Un tas de chambres bordent ce long couloir exigü qui donnent sur la cuisine et les toilettes que se partagent plusieurs familles. Chaque matin, c'est le même rituel: une vingtaine de personnes se disputent les seules toilettes de l'appartement. Les familles se partagent aussi le téléphone, encrassé par toutes ces mains poisseuses et ces oreilles huileuses. Les murs sont recouverts d'étagères qui croulent sous le poids de livres que personne n'a jamais lus. La porte d'entrée est placardée de notes sur lesquelles figurent les noms des familles occupant l'appartement et les instructions correspondantes: "Ivanov: sonnez trois fois", "Kazakov: frappez fort une fois" ou encore "Lazarev: sonnez deux fois longuement puis une fois rapidement." Dans les toilettes trône une pancarte avec un rappel: "Camarades! N'oubliez pas que vous ne vivez pas seuls! Des gens attendent leur tour!"
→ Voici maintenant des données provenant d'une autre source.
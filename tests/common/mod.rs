//! Shared stub collaborators for integration tests.
#![allow(dead_code)]

use async_trait::async_trait;
use nl_analyst::config::AgentConfig;
use nl_analyst::db::{ExecutionError, QueryResult, SqlExecutor};
use nl_analyst::embed::{EmbedError, Embedder};
use nl_analyst::history::{
    HistoryEntry, HistoryStore, SimilarQuery, StorageError, VectorIndex, VectorIndexError,
};
use nl_analyst::llm::{ExamplePair, LlmError, SqlGenerator};
use std::sync::atomic::{AtomicUsize, Ordering};
use std::sync::Mutex;

pub fn agent_config() -> AgentConfig {
    AgentConfig {
        default_top_k: 3,
        history_limit: 10,
        reuse_previewed_sql: false,
    }
}

/// Deterministic embedder: identical text always maps to the identical
/// vector, so self-similarity is exact.
pub struct StubEmbedder {
    pub calls: AtomicUsize,
}

impl StubEmbedder {
    pub fn new() -> Self {
        Self { calls: AtomicUsize::new(0) }
    }
}

#[async_trait]
impl Embedder for StubEmbedder {
    async fn embed(&self, text: &str) -> Result<Vec<f32>, EmbedError> {
        self.calls.fetch_add(1, Ordering::SeqCst);
        let mut vector = vec![0.0f32; 8];
        for (i, byte) in text.bytes().enumerate() {
            vector[i % 8] += f32::from(byte) / 255.0;
        }
        Ok(vector)
    }

    fn dimension(&self) -> usize {
        8
    }
}

/// Records every generation call and what examples it was given.
pub struct StubGenerator {
    pub sql: String,
    pub calls: AtomicUsize,
    pub seen_examples: Mutex<Vec<Option<Vec<ExamplePair>>>>,
    /// When set, each call returns `sql` suffixed with the call ordinal, so
    /// tests can tell regenerated SQL from reused SQL.
    pub vary_per_call: bool,
}

impl StubGenerator {
    pub fn returning(sql: &str) -> Self {
        Self {
            sql: sql.to_string(),
            calls: AtomicUsize::new(0),
            seen_examples: Mutex::new(Vec::new()),
            vary_per_call: false,
        }
    }

    pub fn varying(sql: &str) -> Self {
        Self { vary_per_call: true, ..Self::returning(sql) }
    }
}

#[async_trait]
impl SqlGenerator for StubGenerator {
    async fn generate_sql(
        &self,
        _question: &str,
        examples: Option<&[ExamplePair]>,
    ) -> Result<String, LlmError> {
        let call = self.calls.fetch_add(1, Ordering::SeqCst);
        self.seen_examples
            .lock()
            .unwrap()
            .push(examples.map(|e| e.to_vec()));

        if self.vary_per_call {
            Ok(format!("{} -- attempt {}", self.sql, call))
        } else {
            Ok(self.sql.clone())
        }
    }

    async fn complete(&self, _prompt: &str) -> Result<String, LlmError> {
        Ok("{}".to_string())
    }
}

/// Adapter so a test can keep an [`std::sync::Arc`] handle on a generator
/// that has been boxed into an `LlmManager`.
pub struct SharedGenerator(pub std::sync::Arc<StubGenerator>);

#[async_trait]
impl SqlGenerator for SharedGenerator {
    async fn generate_sql(
        &self,
        question: &str,
        examples: Option<&[ExamplePair]>,
    ) -> Result<String, LlmError> {
        self.0.generate_sql(question, examples).await
    }

    async fn complete(&self, prompt: &str) -> Result<String, LlmError> {
        self.0.complete(prompt).await
    }
}

/// Executor stub returning a canned result or a canned failure.
pub struct StubExecutor {
    pub calls: AtomicUsize,
    pub fail_with: Option<String>,
    pub rows: usize,
    pub elapsed: f64,
}

impl StubExecutor {
    pub fn succeeding(rows: usize, elapsed: f64) -> Self {
        Self {
            calls: AtomicUsize::new(0),
            fail_with: None,
            rows,
            elapsed,
        }
    }

    pub fn failing(message: &str) -> Self {
        Self {
            calls: AtomicUsize::new(0),
            fail_with: Some(message.to_string()),
            rows: 0,
            elapsed: 0.0,
        }
    }
}

#[async_trait]
impl SqlExecutor for StubExecutor {
    async fn execute(&self, _sql: &str) -> Result<(QueryResult, f64), ExecutionError> {
        self.calls.fetch_add(1, Ordering::SeqCst);

        if let Some(message) = &self.fail_with {
            return Err(ExecutionError::Query(message.clone()));
        }

        let result = QueryResult {
            columns: vec!["region".to_string(), "total".to_string()],
            rows: (0..self.rows)
                .map(|i| {
                    vec![
                        serde_json::json!(format!("region-{}", i)),
                        serde_json::json!(i * 100),
                    ]
                })
                .collect(),
        };
        Ok((result, self.elapsed))
    }
}

#[derive(Debug, Clone, PartialEq)]
pub struct UpsertCall {
    pub question: String,
    pub sql: String,
    pub execution_time: f64,
    pub was_successful: bool,
    pub result_preview: Option<String>,
}

/// In-memory history with scripted similar-query responses and full
/// recording of upserts.
pub struct StubHistory {
    pub similar: Vec<SimilarQuery>,
    pub upserts: Mutex<Vec<UpsertCall>>,
    pub retrieve_calls: AtomicUsize,
    pub fail_upserts: bool,
}

impl StubHistory {
    pub fn with_similar(similar: Vec<SimilarQuery>) -> Self {
        Self {
            similar,
            upserts: Mutex::new(Vec::new()),
            retrieve_calls: AtomicUsize::new(0),
            fail_upserts: false,
        }
    }

    pub fn empty() -> Self {
        Self::with_similar(Vec::new())
    }

    pub fn failing_upserts() -> Self {
        Self { fail_upserts: true, ..Self::empty() }
    }
}

#[async_trait]
impl HistoryStore for StubHistory {
    async fn upsert(
        &self,
        question: &str,
        sql: &str,
        execution_time: f64,
        was_successful: bool,
        result_preview: Option<&str>,
    ) -> Result<(), StorageError> {
        if self.fail_upserts {
            return Err(StorageError::Database("history backend offline".to_string()));
        }

        self.upserts.lock().unwrap().push(UpsertCall {
            question: question.to_string(),
            sql: sql.to_string(),
            execution_time,
            was_successful,
            result_preview: result_preview.map(|p| p.to_string()),
        });
        Ok(())
    }

    async fn retrieve_similar(
        &self,
        _question: &str,
        top_k: usize,
    ) -> Result<Vec<SimilarQuery>, StorageError> {
        self.retrieve_calls.fetch_add(1, Ordering::SeqCst);
        Ok(self.similar.iter().take(top_k).cloned().collect())
    }

    async fn list_recent(&self, limit: usize) -> Result<Vec<HistoryEntry>, StorageError> {
        let upserts = self.upserts.lock().unwrap();
        Ok(upserts
            .iter()
            .rev()
            .take(limit)
            .map(|call| HistoryEntry {
                question: call.question.clone(),
                sql: call.sql.clone(),
                was_successful: call.was_successful,
                execution_time: call.execution_time,
                timestamp: String::new(),
            })
            .collect())
    }
}

/// Vector index that accepts writes but always fails lookups.
pub struct BrokenLookupIndex;

impl VectorIndex for BrokenLookupIndex {
    fn upsert(
        &self,
        _id: &str,
        _vector: &[f32],
        _payload: SimilarQuery,
    ) -> Result<(), VectorIndexError> {
        Ok(())
    }

    fn nearest(&self, _vector: &[f32], _k: usize) -> Result<Vec<SimilarQuery>, VectorIndexError> {
        Err(VectorIndexError::Unavailable("search node down".to_string()))
    }
}

pub fn similar(question: &str, sql: &str, was_successful: bool) -> SimilarQuery {
    SimilarQuery {
        question: question.to_string(),
        sql: sql.to_string(),
        was_successful,
        execution_time: 0.01,
    }
}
Le plus souvent les résidents vivent en bonne entente, s'entraident, se confient leurs enfants à tour de rôle, passent leur temps libre et leurs weekends ensemble; la cuisine sert de salon où l'on discute de tout et de rien. Les jours de fête réunissent tout le "petit" monde autour de la table et autant d'années de cohabitation transforment tous ces voisins en une grande famille où tous partagent les mêmes problèmes, les mêmes passe-temps et les mêmes intérêts.
Les cafards c'est toute une histoire. En vérité c'est une véritable invasion. Ils sont partout et il y en a de toutes les sortes: des petits, des gros, des très gros, avec des ailes, des rouges, des noirs... La nuit on les entend galoper sur le parquet, sous les lits, sur les murs. On peut même les apercevoir le long des fenêtres à la lumière des lampadaires. On les traque désespérément, on pose toutes sortes de pièges dans tous les recoins, on en coince quelques uns mais inévitablement la relève contre-attaque. Alors on se lance à leur poursuite, chausson à la main, prêt à les écraser avant qu'ils ne rejoignent leur campement, en vain. Toujours vaincus, les résidents n'ont d'autre choix que de se résoudre à cohabiter avec ces locataires indésirables.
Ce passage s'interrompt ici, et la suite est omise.